Robots.txt is a plain text file at the root of a site that tells crawlers which URLs they may or may not request.
The file lives at one fixed location, the domain root, for example https://example.com/robots.txt. It follows the Robots Exclusion Protocol: a set of rules grouped under one or more user-agent lines, each followed by Allow and Disallow directives. A crawler reads the group that matches its own name, falls back to the wildcard group if there is no exact match, and obeys those rules before requesting pages.
User-agent: *
Disallow: /cart/
Disallow: /search?
Sitemap: https://example.com/sitemap.xmlThe key thing to understand is that robots.txt controls crawling, not indexing.

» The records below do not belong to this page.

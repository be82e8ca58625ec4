//! Application layer orchestrating the payment lifecycle.
//!
//! This module defines the `PaymentService`, which threads an explicitly
//! passed repository through every operation and runs each domain transition
//! inside a single load/save cycle.

pub mod service;
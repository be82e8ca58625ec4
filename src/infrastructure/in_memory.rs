use crate::domain::ports::PaymentRepository;
use crate::domain::transition::PaymentSet;
use crate::error::Result;
use async_trait::async_trait;
use std::sync::Arc;
use tokio::sync::RwLock;

/// A thread-safe in-memory payment repository.
///
/// Uses `Arc<RwLock<PaymentSet>>` so clones share the same records.
/// Ideal for testing or ephemeral runs where persistence is not required.
#[derive(Default, Clone)]
pub struct InMemoryPaymentRepository {
    payments: Arc<RwLock<PaymentSet>>,
}

impl InMemoryPaymentRepository {
    /// Creates a new, empty in-memory repository.
    pub fn new() -> Self {
        Self::default()
    }

    /// Creates a repository pre-populated with `payments`.
    pub fn with_payments(payments: PaymentSet) -> Self {
        Self {
            payments: Arc::new(RwLock::new(payments)),
        }
    }
}

#[async_trait]
impl PaymentRepository for InMemoryPaymentRepository {
    async fn load_all(&self) -> Result<PaymentSet> {
        let payments = self.payments.read().await;
        Ok(payments.clone())
    }

    async fn save_all(&self, payments: &PaymentSet) -> Result<()> {
        let mut stored = self.payments.write().await;
        *stored = payments.clone();
        Ok(())
    }
}
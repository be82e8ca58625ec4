//! Payment lifecycle management.
//!
//! Payments move through `REGISTERED -> PAID | FAILED -> ... -> CANCELED`
//! under per-method business rules. The crate is split the usual way:
//!
//! - [`domain`]: records, validation strategies and the state machine
//! - [`application`]: the [`PaymentService`] running one transition per load/save cycle
//! - [`infrastructure`]: repositories (in-memory, JSON file, optional RocksDB)
//! - [`interfaces`]: CSV batch input and listing output

pub mod application;
pub mod domain;
pub mod error;
pub mod infrastructure;
pub mod interfaces;

pub use application::service::PaymentService;
pub use domain::payment::{Amount, Payment, PaymentId, PaymentMethod, PaymentState};
pub use error::{PaymentError, Result};
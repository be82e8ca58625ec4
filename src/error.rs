use crate::domain::payment::{PaymentId, PaymentState};
use crate::domain::transition::Operation;
use thiserror::Error;

pub type Result<T> = std::result::Result<T, PaymentError>;

#[derive(Error, Debug)]
pub enum PaymentError {
    #[error("Payment '{0}' not found")]
    NotFound(PaymentId),
    #[error("Payment '{0}' already exists")]
    AlreadyExists(PaymentId),
    #[error("Unsupported payment method '{0}'")]
    InvalidMethod(String),
    #[error("Invalid amount: {0}")]
    InvalidAmount(String),
    #[error("Cannot {operation} payment '{id}' in state {state}")]
    IllegalTransition {
        id: PaymentId,
        operation: Operation,
        state: PaymentState,
    },
    #[error("Another credit card payment is already registered ('{conflicting}')")]
    ExclusivityViolation { conflicting: PaymentId },
    #[error("Payment '{id}' rejected: {reason}")]
    ValidationRejected { id: PaymentId, reason: String },
    #[error("Storage unavailable: {0}")]
    StorageUnavailable(#[source] Box<dyn std::error::Error + Send + Sync>),
    #[error("CSV error: {0}")]
    Csv(#[from] csv::Error),
}

impl PaymentError {
    /// Business rejections are reported to the caller; everything else is a
    /// failure of the surrounding system.
    pub fn is_rejection(&self) -> bool {
        !matches!(self, Self::StorageUnavailable(_) | Self::Csv(_))
    }
}

impl From<std::io::Error> for PaymentError {
    fn from(err: std::io::Error) -> Self {
        Self::StorageUnavailable(Box::new(err))
    }
}

impl From<serde_json::Error> for PaymentError {
    fn from(err: serde_json::Error) -> Self {
        Self::StorageUnavailable(Box::new(err))
    }
}

#[cfg(feature = "storage-rocksdb")]
impl From<rocksdb::Error> for PaymentError {
    fn from(err: rocksdb::Error) -> Self {
        Self::StorageUnavailable(Box::new(err))
    }
}
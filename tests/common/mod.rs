use paymgr::PaymentService;
use paymgr::infrastructure::in_memory::InMemoryPaymentRepository;
use std::io::{Error, Write};
use std::path::Path;

pub fn service() -> PaymentService {
    PaymentService::new(Box::new(InMemoryPaymentRepository::new()))
}

/// Writes a command batch with the `op, id, amount, method` header.
pub fn write_commands(path: &Path, rows: &[[&str; 4]]) -> Result<(), Error> {
    let mut file = std::fs::File::create(path)?;
    writeln!(file, "op, id, amount, method")?;
    for row in rows {
        writeln!(file, "{}", row.join(", "))?;
    }
    Ok(())
}
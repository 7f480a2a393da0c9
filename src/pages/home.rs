//! Landing page with conditional calls to action.

use leptos::prelude::*;

use crate::session::state::SessionState;

/// Landing page — anonymous visitors get signup prompts, signed-in users get
/// shortcuts into the product plus their plan status.
#[component]
pub fn HomePage() -> impl IntoView {
    let state = expect_context::<RwSignal<SessionState>>();

    view! {
        <div class="home-page">
            <section class="home-page__hero">
                <h1>"Create Perfect Resumes with AI"</h1>
                <p class="home-page__tagline">
                    "Transform your career with AI-powered resume enhancement and professional resume building tools."
                </p>

                <Show
                    when=move || state.get().is_authenticated()
                    fallback=move || {
                        view! {
                            <div class="home-page__actions">
                                <a href="/register" class="btn btn--primary">
                                    "Get Started Free"
                                </a>
                                <a href="/login" class="btn btn--outline">
                                    "Sign In"
                                </a>
                            </div>
                        }
                    }
                >
                    <div class="home-page__actions">
                        <a href="/resume-enhancer" class="btn btn--primary">
                            "Enhance Your Resume"
                        </a>
                        <a href="/resume-builder" class="btn btn--outline">
                            "Build New Resume"
                        </a>
                    </div>

                    <div class="home-page__status">
                        <p>
                            "Welcome back, "
                            <span class="home-page__name">
                                {move || {
                                    state
                                        .get()
                                        .user
                                        .as_ref()
                                        .map(|user| user.display_name().to_owned())
                                        .unwrap_or_default()
                                }}
                            </span>
                            "!"
                        </p>
                        <p>
                            "Your plan: "
                            <span class="home-page__plan">
                                {move || if state.get().is_premium() { "Premium" } else { "Free" }}
                            </span>
                        </p>
                        <Show when=move || !state.get().is_premium()>
                            <a href="/pricing" class="home-page__upgrade">
                                "Upgrade to Premium →"
                            </a>
                        </Show>
                    </div>
                </Show>
            </section>

            <section class="home-page__features">
                <div class="home-page__feature">
                    <h3>"AI Resume Enhancement"</h3>
                    <p>"Upload an existing resume and get back an improved, ATS-friendly version."</p>
                </div>
                <div class="home-page__feature">
                    <h3>"Professional Builder"</h3>
                    <p>"Create and manage multiple resumes with premium templates and PDF export."</p>
                </div>
                <div class="home-page__feature">
                    <h3>"Simple Subscriptions"</h3>
                    <p>"Start free, upgrade when you need more, manage billing any time."</p>
                </div>
            </section>
        </div>
    }
}
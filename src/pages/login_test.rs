use super::*;

#[test]
fn valid_input_is_trimmed_and_accepted() {
    let credentials = validate_login_input("  alice  ", "secret123").expect("valid");
    assert_eq!(credentials.username, "alice");
    assert_eq!(credentials.password, "secret123");
}

#[test]
fn blank_username_is_rejected() {
    assert_eq!(
        validate_login_input("   ", "secret123"),
        Err("Enter both username and password.")
    );
}

#[test]
fn blank_password_is_rejected() {
    assert_eq!(
        validate_login_input("alice", ""),
        Err("Enter both username and password.")
    );
}

#[test]
fn password_is_not_trimmed() {
    let credentials = validate_login_input("alice", " spaced ").expect("valid");
    assert_eq!(credentials.password, " spaced ");
}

Blocking a URL stops compliant bots from fetching it, which helps preserve crawl budget on large sites and keeps bots out of low-value areas like faceted search or internal scripts. But a blocked URL can still appear in search results, usually with no description, if other pages link to it, because Google never crawled the page to read a noindex tag. To keep a page out of the index, allow crawling and use a noindex robots meta tag or X-Robots-Tag header instead. Major search engines honor robots.txt voluntarily; it is not a security control, and the file is publicly readable.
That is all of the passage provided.